**Assigned task:** Each line of the entries that mentions the string "quantized" needs to be reported.

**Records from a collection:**
================================
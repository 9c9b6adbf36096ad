#![cfg_attr(coverage_nightly, feature(coverage_attribute))]

//! Graph model for quantized lowering.
//!
//! - [`Graph`]: arena of nodes and values with def-use bookkeeping
//! - [`Representation`]: plain, calibrated or quantized view of a value
//! - [`Op`]: operation kind plus attributes
//! - [`Mode`] and [`Chip`]: execution precision and hardware family
//! - [`GraphDoc`]: the JSON document format

mod doc;
mod dump;
mod element;
mod graph;
mod invariants;
mod mode;
mod op;
pub mod permute;
mod repr;

pub use doc::{GraphDoc, GraphError, NodeDoc};
pub use element::ElementKind;
pub use graph::{Graph, GraphState, Node, NodeId, TensorType, Use, Value, ValueId};
pub use mode::{Chip, Mode, UnknownChip, UnknownMode};
pub use op::{CompareMode, Op, OpKind, ReduceMode};
pub use repr::{Range, Representation};

#[cfg(test)]
mod graph_tests;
================================
**Output of the exercise:**
//! Graph model for quantized lowering.
//! - [`Representation`]: plain, calibrated or quantized view of a value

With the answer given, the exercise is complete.